> EXERCISE DESCRIPTION
Transcribe exactly the line containing "is an event." and every line after it, through the end of the records below.

*** INFORMATION PROVIDED Section Begins ***

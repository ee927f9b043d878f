//! # Mock Framework & Testing Guide
//!
//! `MockClient<S>` hands out a real [`StateClient<S>`] whose requests are answered from a
//! queue of expectations instead of a running state. It lets you test the logic *around*
//! a client (reply unwrapping, error mapping) without spawning the actor.
//!
//! ## When to use Mocks vs Real Actors
//!
//! | Feature | MockClient | Real Actor |
//! |---------|------------|------------|
//! | **Speed** | Instant (in-memory) | Fast (but involves tokio spawn) |
//! | **Determinism** | 100% Deterministic | Subject to scheduler |
//! | **State** | No real state (expectations) | Real state management |
//! | **Use Case** | Unit testing client wrappers | Testing the state machine or full system |
//! | **Error Injection** | Easy (`return_err`) | Requires a specific state |
//!
//! ## Fluent expectations
//!
//! ```rust,ignore
//! let mut mock = MockClient::<CatalogState>::new();
//! mock.expect_request()
//!     .matching(|request| matches!(request, CatalogRequest::Status))
//!     .return_ok(CatalogReply::Status(CatalogStatus::Loading));
//!
//! let client = CatalogClient::new(mock.client());
//! assert_eq!(client.status().await?, CatalogStatus::Loading);
//! mock.verify();
//! ```
//!
//! ## Manual inspection
//!
//! Use [`create_mock_client`] to get a client and the raw receiver, then pull messages off
//! with [`expect_request`] / [`expect_event`] and answer them yourself. This is the way to
//! simulate slow or out-of-order replies.

use crate::client::StateClient;
use crate::error::FrameworkError;
use crate::message::{ActorMessage, Response};
use crate::state::ActorState;
use std::collections::VecDeque;
use std::sync::{Arc, Mutex, MutexGuard, PoisonError};
use tokio::sync::mpsc;

type Matcher<S> = Box<dyn Fn(&<S as ActorState>::Request) -> bool + Send>;

struct Expectation<S: ActorState> {
    matcher: Option<Matcher<S>>,
    response: Result<S::Reply, FrameworkError>,
}

struct Ledger<S: ActorState> {
    expectations: VecDeque<Expectation<S>>,
    failures: Vec<String>,
    events: usize,
}

fn lock<T>(mutex: &Mutex<T>) -> MutexGuard<'_, T> {
    mutex.lock().unwrap_or_else(PoisonError::into_inner)
}

/// A mock client with expectation tracking for fluent testing.
pub struct MockClient<S: ActorState> {
    client: StateClient<S>,
    ledger: Arc<Mutex<Ledger<S>>>,
    _handle: tokio::task::JoinHandle<()>,
}

impl<S: ActorState> Default for MockClient<S> {
    fn default() -> Self {
        Self::new()
    }
}

impl<S: ActorState> MockClient<S> {
    /// Creates a new mock client with no expectations.
    ///
    /// Must be called from within a Tokio runtime.
    pub fn new() -> Self {
        let (sender, mut receiver) = mpsc::channel::<ActorMessage<S>>(100);
        let ledger = Arc::new(Mutex::new(Ledger {
            expectations: VecDeque::new(),
            failures: Vec::new(),
            events: 0,
        }));
        let task_ledger = ledger.clone();

        let handle = tokio::spawn(async move {
            while let Some(message) = receiver.recv().await {
                match message {
                    ActorMessage::Request {
                        request,
                        respond_to,
                    } => {
                        let mut ledger = lock(&task_ledger);
                        match ledger.expectations.pop_front() {
                            Some(expectation) => {
                                let matched = expectation
                                    .matcher
                                    .as_ref()
                                    .map_or(true, |matcher| matcher(&request));
                                if !matched {
                                    ledger
                                        .failures
                                        .push(format!("request did not match: {request:?}"));
                                }
                                drop(ledger);
                                let _ = respond_to.send(expectation.response);
                            }
                            None => {
                                ledger.failures.push(format!("unexpected request: {request:?}"));
                                drop(ledger);
                                let _ = respond_to.send(Err(FrameworkError::ActorDropped));
                            }
                        }
                    }
                    ActorMessage::Event(_) => lock(&task_ledger).events += 1,
                }
            }
        });

        Self {
            client: StateClient::new(sender),
            ledger,
            _handle: handle,
        }
    }

    /// Returns the client for use in tests.
    pub fn client(&self) -> StateClient<S> {
        self.client.clone()
    }

    /// Queues the answer for the next request.
    pub fn expect_request(&mut self) -> RequestExpectationBuilder<S> {
        RequestExpectationBuilder {
            matcher: None,
            ledger: self.ledger.clone(),
        }
    }

    /// Number of events delivered to the mock so far.
    pub fn events_received(&self) -> usize {
        lock(&self.ledger).events
    }

    /// Verifies that all expectations were met and every request matched.
    ///
    /// # Panics
    /// Panics with the list of problems when verification fails.
    pub fn verify(&self) {
        let ledger = lock(&self.ledger);
        if !ledger.failures.is_empty() {
            panic!("Mock expectations violated: {:?}", ledger.failures);
        }
        if !ledger.expectations.is_empty() {
            panic!(
                "Not all expectations were met. {} remaining",
                ledger.expectations.len()
            );
        }
    }
}

/// Builder for request expectations.
pub struct RequestExpectationBuilder<S: ActorState> {
    matcher: Option<Matcher<S>>,
    ledger: Arc<Mutex<Ledger<S>>>,
}

impl<S: ActorState> RequestExpectationBuilder<S> {
    /// Only accept requests for which `matcher` returns true.
    pub fn matching(mut self, matcher: impl Fn(&S::Request) -> bool + Send + 'static) -> Self {
        self.matcher = Some(Box::new(matcher));
        self
    }

    /// Sets the expectation to return a successful reply.
    pub fn return_ok(self, reply: S::Reply) {
        self.push(Ok(reply));
    }

    /// Sets the expectation to return an error.
    pub fn return_err(self, error: FrameworkError) {
        self.push(Err(error));
    }

    fn push(self, response: Result<S::Reply, FrameworkError>) {
        lock(&self.ledger).expectations.push_back(Expectation {
            matcher: self.matcher,
            response,
        });
    }
}

/// Creates a client and the receiver for its messages.
///
/// # Testing Strategy
/// Instead of spawning a `StateActor`, the test owns the receiving end and plays the actor:
/// it inspects each message and answers (or delays, or drops) it deterministically.
pub fn create_mock_client<S: ActorState>(
    buffer_size: usize,
) -> (StateClient<S>, mpsc::Receiver<ActorMessage<S>>) {
    let (sender, receiver) = mpsc::channel(buffer_size);
    (StateClient::new(sender), receiver)
}

/// Helper to verify that the next message is a request.
pub async fn expect_request<S: ActorState>(
    receiver: &mut mpsc::Receiver<ActorMessage<S>>,
) -> Option<(S::Request, Response<S::Reply>)> {
    match receiver.recv().await {
        Some(ActorMessage::Request {
            request,
            respond_to,
        }) => Some((request, respond_to)),
        _ => None,
    }
}

/// Helper to verify that the next message is an event.
pub async fn expect_event<S: ActorState>(
    receiver: &mut mpsc::Receiver<ActorMessage<S>>,
) -> Option<S::Event> {
    match receiver.recv().await {
        Some(ActorMessage::Event(event)) => Some(event),
        _ => None,
    }
}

*** INFORMATION PROVIDED Section Ends ***

> ANSWER TO THIS EXERCISE
/// Helper to verify that the next message is an event.
pub async fn expect_event<S: ActorState>(
    receiver: &mut mpsc::Receiver<ActorMessage<S>>,
) -> Option<S::Event> {
    match receiver.recv().await {
        Some(ActorMessage::Event(event)) => Some(event),
        _ => None,
    }
}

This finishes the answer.